▶ [YOUR OBJECTIVE]:
Return every entry in full, with no alterations.

(Stored items)
[Start of Attachment]
//! Cross Entropy Loss for classification

use crate::autograd::{softmax, tracks_grad, BackwardOp};
use crate::Tensor;
use ndarray::Array1;
use std::cell::RefCell;
use std::rc::Rc;

use super::LossFn;

/// One-hot target vector of length `len` with a one at `index`
pub fn one_hot(index: usize, len: usize) -> Tensor {
    let mut v = Array1::zeros(len);
    if index < len {
        v[index] = 1.0;
    }
    Tensor::constant(v)
}

/// Cross Entropy Loss (for classification)
///
/// L = -sum(targets * log(softmax(predictions)))
///
/// # Example
///
/// ```
/// use entrenar_f1::train::{one_hot, CrossEntropyLoss, LossFn};
/// use entrenar_f1::Tensor;
///
/// let loss_fn = CrossEntropyLoss;
/// let logits = Tensor::from_vec(vec![2.0, 1.0], true);
///
/// let loss = loss_fn.forward(&logits, &one_hot(0, 2));
/// assert!(loss.item() > 0.0);
/// ```
pub struct CrossEntropyLoss;

impl LossFn for CrossEntropyLoss {
    fn forward(&self, predictions: &Tensor, targets: &Tensor) -> Tensor {
        assert_eq!(
            predictions.len(),
            targets.len(),
            "Predictions and targets must have same length"
        );

        let probs = softmax(predictions.data());

        // log_softmax = x - max - ln(sum(exp(x - max)))
        let logits = predictions.data();
        let max = logits.fold(f32::NEG_INFINITY, |m, &v| m.max(v));
        let log_sum_exp = logits.mapv(|v| (v - max).exp()).sum().ln();
        let ce: f32 = targets
            .data()
            .iter()
            .zip(logits.iter())
            .map(|(&t, &x)| -t * (x - max - log_sum_exp))
            .sum();

        let requires_grad = tracks_grad(&[predictions]);
        let mut loss = Tensor::from_vec(vec![ce], requires_grad);

        if requires_grad {
            // d(CE)/d(logits) = probs - targets
            loss.set_backward_op(Rc::new(CEBackward {
                predictions: predictions.clone(),
                local_grad: &probs - targets.data(),
                result_grad: loss.grad_cell(),
            }));
        }

        loss
    }

    fn name(&self) -> &'static str {
        "CrossEntropy"
    }
}

struct CEBackward {
    predictions: Tensor,
    local_grad: Array1<f32>,
    result_grad: Rc<RefCell<Option<Array1<f32>>>>,
}

impl BackwardOp for CEBackward {
    fn backward(&self) {
        if let Some(grad) = self.result_grad.borrow().as_ref() {
            self.predictions.accumulate_grad(&self.local_grad * grad[0]);
        }
    }

    fn inputs(&self) -> Vec<&Tensor> {
        vec![&self.predictions]
    }
}

#[cfg(test)]
mod tests {
    use super::*;
    use crate::autograd::{backward, scale};
    use approx::assert_relative_eq;

    #[test]
    fn test_cross_entropy_loss() {
        let logits = Tensor::from_vec(vec![2.0, 1.0, 0.5], true);
        let targets = Tensor::from_vec(vec![1.0, 0.0, 0.0], false);

        let loss = CrossEntropyLoss.forward(&logits, &targets);

        assert!(loss.item() > 0.0);
        assert!(loss.item().is_finite());
    }

    #[test]
    fn test_cross_entropy_gradient() {
        let logits = Tensor::from_vec(vec![2.0, 1.0, 0.5], true);
        let mut loss = CrossEntropyLoss.forward(&logits, &one_hot(0, 3));

        backward(&mut loss, None);

        let grad = logits.grad().unwrap();
        for g in &grad {
            assert!(g.is_finite());
        }
        // probs - target with target = 1 at index 0
        assert!(grad[0] < 0.0);
        assert_relative_eq!(grad.sum(), 0.0, epsilon = 1e-5);
    }

    #[test]
    fn test_cross_entropy_gradient_scaled_by_upstream() {
        let logits = Tensor::from_vec(vec![0.3, -0.2], true);
        let mut loss = CrossEntropyLoss.forward(&logits, &one_hot(1, 2));
        let unscaled = &softmax(logits.data()) - one_hot(1, 2).data();

        let mut scaled = scale(&loss, 4.0);
        backward(&mut scaled, None);

        let grad = logits.grad().unwrap();
        assert_relative_eq!(grad[0], 4.0 * unscaled[0], epsilon = 1e-6);
        assert_relative_eq!(grad[1], 4.0 * unscaled[1], epsilon = 1e-6);
        loss.zero_grad();
    }

    #[test]
    #[should_panic(expected = "must have same length")]
    fn test_cross_entropy_mismatched_lengths() {
        let pred = Tensor::from_vec(vec![1.0, 2.0], true);
        let target = Tensor::from_vec(vec![1.0, 2.0, 3.0], false);
        CrossEntropyLoss.forward(&pred, &target);
    }

    #[test]
    fn test_cross_entropy_constant_input_has_no_backward() {
        let pred = Tensor::from_vec(vec![2.0, 1.0], false);
        let loss = CrossEntropyLoss.forward(&pred, &one_hot(0, 2));
        assert!(loss.item() > 0.0);
        assert!(loss.is_leaf());
    }

    #[test]
    fn test_uniform_logits_give_log_c() {
        for &nc in &[2_usize, 3, 5, 10] {
            let pred = Tensor::from_vec(vec![1.0; nc], false);
            let loss = CrossEntropyLoss.forward(&pred, &one_hot(0, nc));
            assert_relative_eq!(loss.item(), (nc as f32).ln(), epsilon = 1e-4);
        }
    }

    #[test]
    fn test_dominant_logit_gives_near_zero_loss() {
        for target in 0..2 {
            let mut logits = vec![-50.0; 2];
            logits[target] = 50.0;
            let pred = Tensor::from_vec(logits, false);
            let loss = CrossEntropyLoss.forward(&pred, &one_hot(target, 2));
            assert!(loss.item() < 1e-3);
        }
    }

    #[test]
    fn test_large_logit_gap_is_not_capped() {
        let pred = Tensor::from_vec(vec![0.0, 100.0], false);
        let loss = CrossEntropyLoss.forward(&pred, &one_hot(0, 2));
        assert_relative_eq!(loss.item(), 100.0, epsilon = 1e-3);
    }

    #[test]
    fn test_one_hot_out_of_range_is_zero() {
        assert_eq!(one_hot(5, 2).data().to_vec(), vec![0.0, 0.0]);
    }

    mod props {
        use super::*;
        use proptest::prelude::*;

        proptest! {
            #![proptest_config(ProptestConfig::with_cases(200))]

            #[test]
            fn prop_cross_entropy_finite_and_non_negative(
                a in -500.0f32..500.0,
                b in -500.0f32..500.0,
                target in 0usize..2,
            ) {
                let pred = Tensor::from_vec(vec![a, b], false);
                let loss = CrossEntropyLoss.forward(&pred, &one_hot(target, 2));
                prop_assert!(loss.item().is_finite());
                prop_assert!(loss.item() >= -1e-6);
            }
        }
    }
}
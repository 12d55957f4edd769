//! Primal-dual training of one-vs-rest classifiers under an F1-style constraint
//!
//! Every class of a multi-label problem is trained independently: a small
//! model learns the class decision while a per-sample threshold `tau`, a
//! slack `eps` and a scale `w` are optimized jointly, and Lagrange
//! multipliers enforce the constraint between them.
//!
//! # Modules
//!
//! - [`autograd`]: tape-based reverse-mode differentiation
//! - [`models`]: two-head reference models and their registry
//! - [`optim`]: SGD and named parameter groups
//! - [`primal_dual`]: primal step, dual step, scheduler and per-class driver
//! - [`data`]: binary/multi-label datasets and the synthetic generator
//! - [`checkpoint`]: per-class resumable state
//! - [`tracking`]: per-class metric logging
//! - [`config`]: YAML configuration and CLI arguments
//!
//! # Example
//!
//! ```no_run
//! use entrenar_f1::primal_dual::train_from_yaml;
//!
//! let report = train_from_yaml("configs/primal_dual.yaml")?;
//! println!("macro F1: {:?}", report.macro_f1());
//! # Ok::<(), entrenar_f1::Error>(())
//! ```

pub mod autograd;
pub mod checkpoint;
pub mod cli;
pub mod config;
pub mod data;
pub mod error;
pub mod models;
pub mod optim;
pub mod primal_dual;
pub mod telemetry;
pub mod tracking;
pub mod train;

pub use autograd::Tensor;
pub use error::{Error, Result};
[End of Attachment]
▶ [WORKED SOLUTION]:
//! Cross Entropy Loss for classification

use crate::autograd::{softmax, tracks_grad, BackwardOp};
use crate::Tensor;
use ndarray::Array1;
use std::cell::RefCell;
use std::rc::Rc;

use super::LossFn;

/// One-hot target vector of length `len` with a one at `index`
pub fn one_hot(index: usize, len: usize) -> Tensor {
    let mut v = Array1::zeros(len);
    if index < len {
        v[index] = 1.0;
    }
    Tensor::constant(v)
}

/// Cross Entropy Loss (for classification)
///
/// L = -sum(targets * log(softmax(predictions)))
///
/// # Example
///
/// ```
/// use entrenar_f1::train::{one_hot, CrossEntropyLoss, LossFn};
/// use entrenar_f1::Tensor;
///
/// let loss_fn = CrossEntropyLoss;
/// let logits = Tensor::from_vec(vec![2.0, 1.0], true);
///
/// let loss = loss_fn.forward(&logits, &one_hot(0, 2));
/// assert!(loss.item() > 0.0);
/// ```
pub struct CrossEntropyLoss;

impl LossFn for CrossEntropyLoss {
    fn forward(&self, predictions: &Tensor, targets: &Tensor) -> Tensor {
        assert_eq!(
            predictions.len(),
            targets.len(),
            "Predictions and targets must have same length"
        );

        let probs = softmax(predictions.data());

        // log_softmax = x - max - ln(sum(exp(x - max)))
        let logits = predictions.data();
        let max = logits.fold(f32::NEG_INFINITY, |m, &v| m.max(v));
        let log_sum_exp = logits.mapv(|v| (v - max).exp()).sum().ln();
        let ce: f32 = targets
            .data()
            .iter()
            .zip(logits.iter())
            .map(|(&t, &x)| -t * (x - max - log_sum_exp))
            .sum();

        let requires_grad = tracks_grad(&[predictions]);
        let mut loss = Tensor::from_vec(vec![ce], requires_grad);

        if requires_grad {
            // d(CE)/d(logits) = probs - targets
            loss.set_backward_op(Rc::new(CEBackward {
                predictions: predictions.clone(),
                local_grad: &probs - targets.data(),
                result_grad: loss.grad_cell(),
            }));
        }

        loss
    }

    fn name(&self) -> &'static str {
        "CrossEntropy"
    }
}

struct CEBackward {
    predictions: Tensor,
    local_grad: Array1<f32>,
    result_grad: Rc<RefCell<Option<Array1<f32>>>>,
}

impl BackwardOp for CEBackward {
    fn backward(&self) {
        if let Some(grad) = self.result_grad.borrow().as_ref() {
            self.predictions.accumulate_grad(&self.local_grad * grad[0]);
        }
    }

    fn inputs(&self) -> Vec<&Tensor> {
        vec![&self.predictions]
    }
}

#[cfg(test)]
mod tests {
    use super::*;
    use crate::autograd::{backward, scale};
    use approx::assert_relative_eq;

    #[test]
    fn test_cross_entropy_loss() {
        let logits = Tensor::from_vec(vec![2.0, 1.0, 0.5], true);
        let targets = Tensor::from_vec(vec![1.0, 0.0, 0.0], false);

        let loss = CrossEntropyLoss.forward(&logits, &targets);

        assert!(loss.item() > 0.0);
        assert!(loss.item().is_finite());
    }

    #[test]
    fn test_cross_entropy_gradient() {
        let logits = Tensor::from_vec(vec![2.0, 1.0, 0.5], true);
        let mut loss = CrossEntropyLoss.forward(&logits, &one_hot(0, 3));

        backward(&mut loss, None);

        let grad = logits.grad().unwrap();
        for g in &grad {
            assert!(g.is_finite());
        }
        // probs - target with target = 1 at index 0
        assert!(grad[0] < 0.0);
        assert_relative_eq!(grad.sum(), 0.0, epsilon = 1e-5);
    }

    #[test]
    fn test_cross_entropy_gradient_scaled_by_upstream() {
        let logits = Tensor::from_vec(vec![0.3, -0.2], true);
        let mut loss = CrossEntropyLoss.forward(&logits, &one_hot(1, 2));
        let unscaled = &softmax(logits.data()) - one_hot(1, 2).data();

        let mut scaled = scale(&loss, 4.0);
        backward(&mut scaled, None);

        let grad = logits.grad().unwrap();
        assert_relative_eq!(grad[0], 4.0 * unscaled[0], epsilon = 1e-6);
        assert_relative_eq!(grad[1], 4.0 * unscaled[1], epsilon = 1e-6);
        loss.zero_grad();
    }

    #[test]
    #[should_panic(expected = "must have same length")]
    fn test_cross_entropy_mismatched_lengths() {
        let pred = Tensor::from_vec(vec![1.0, 2.0], true);
        let target = Tensor::from_vec(vec![1.0, 2.0, 3.0], false);
        CrossEntropyLoss.forward(&pred, &target);
    }

    #[test]
    fn test_cross_entropy_constant_input_has_no_backward() {
        let pred = Tensor::from_vec(vec![2.0, 1.0], false);
        let loss = CrossEntropyLoss.forward(&pred, &one_hot(0, 2));
        assert!(loss.item() > 0.0);
        assert!(loss.is_leaf());
    }

    #[test]
    fn test_uniform_logits_give_log_c() {
        for &nc in &[2_usize, 3, 5, 10] {
            let pred = Tensor::from_vec(vec![1.0; nc], false);
            let loss = CrossEntropyLoss.forward(&pred, &one_hot(0, nc));
            assert_relative_eq!(loss.item(), (nc as f32).ln(), epsilon = 1e-4);
        }
    }

    #[test]
    fn test_dominant_logit_gives_near_zero_loss() {
        for target in 0..2 {
            let mut logits = vec![-50.0; 2];
            logits[target] = 50.0;
            let pred = Tensor::from_vec(logits, false);
            let loss = CrossEntropyLoss.forward(&pred, &one_hot(target, 2));
            assert!(loss.item() < 1e-3);
        }
    }

    #[test]
    fn test_large_logit_gap_is_not_capped() {
        let pred = Tensor::from_vec(vec![0.0, 100.0], false);
        let loss = CrossEntropyLoss.forward(&pred, &one_hot(0, 2));
        assert_relative_eq!(loss.item(), 100.0, epsilon = 1e-3);
    }

    #[test]
    fn test_one_hot_out_of_range_is_zero() {
        assert_eq!(one_hot(5, 2).data().to_vec(), vec![0.0, 0.0]);
    }

    mod props {
        use super::*;
        use proptest::prelude::*;

        proptest! {
            #![proptest_config(ProptestConfig::with_cases(200))]

            #[test]
            fn prop_cross_entropy_finite_and_non_negative(
                a in -500.0f32..500.0,
                b in -500.0f32..500.0,
                target in 0usize..2,
            ) {
                let pred = Tensor::from_vec(vec![a, b], false);
                let loss = CrossEntropyLoss.forward(&pred, &one_hot(target, 2));
                prop_assert!(loss.item().is_finite());
                prop_assert!(loss.item() >= -1e-6);
            }
        }
    }
}
repository 12d55957f4edd769
//! Primal-dual training of one-vs-rest classifiers under an F1-style constraint
//!
//! Every class of a multi-label problem is trained independently: a small
//! model learns the class decision while a per-sample threshold `tau`, a
//! slack `eps` and a scale `w` are optimized jointly, and Lagrange
//! multipliers enforce the constraint between them.
//!
//! # Modules
//!
//! - [`autograd`]: tape-based reverse-mode differentiation
//! - [`models`]: two-head reference models and their registry
//! - [`optim`]: SGD and named parameter groups
//! - [`primal_dual`]: primal step, dual step, scheduler and per-class driver
//! - [`data`]: binary/multi-label datasets and the synthetic generator
//! - [`checkpoint`]: per-class resumable state
//! - [`tracking`]: per-class metric logging
//! - [`config`]: YAML configuration and CLI arguments
//!
//! # Example
//!
//! ```no_run
//! use entrenar_f1::primal_dual::train_from_yaml;
//!
//! let report = train_from_yaml("configs/primal_dual.yaml")?;
//! println!("macro F1: {:?}", report.macro_f1());
//! # Ok::<(), entrenar_f1::Error>(())
//! ```

pub mod autograd;
pub mod checkpoint;
pub mod cli;
pub mod config;
pub mod data;
pub mod error;
pub mod models;
pub mod optim;
pub mod primal_dual;
pub mod telemetry;
pub mod tracking;
pub mod train;

pub use autograd::Tensor;
pub use error::{Error, Result};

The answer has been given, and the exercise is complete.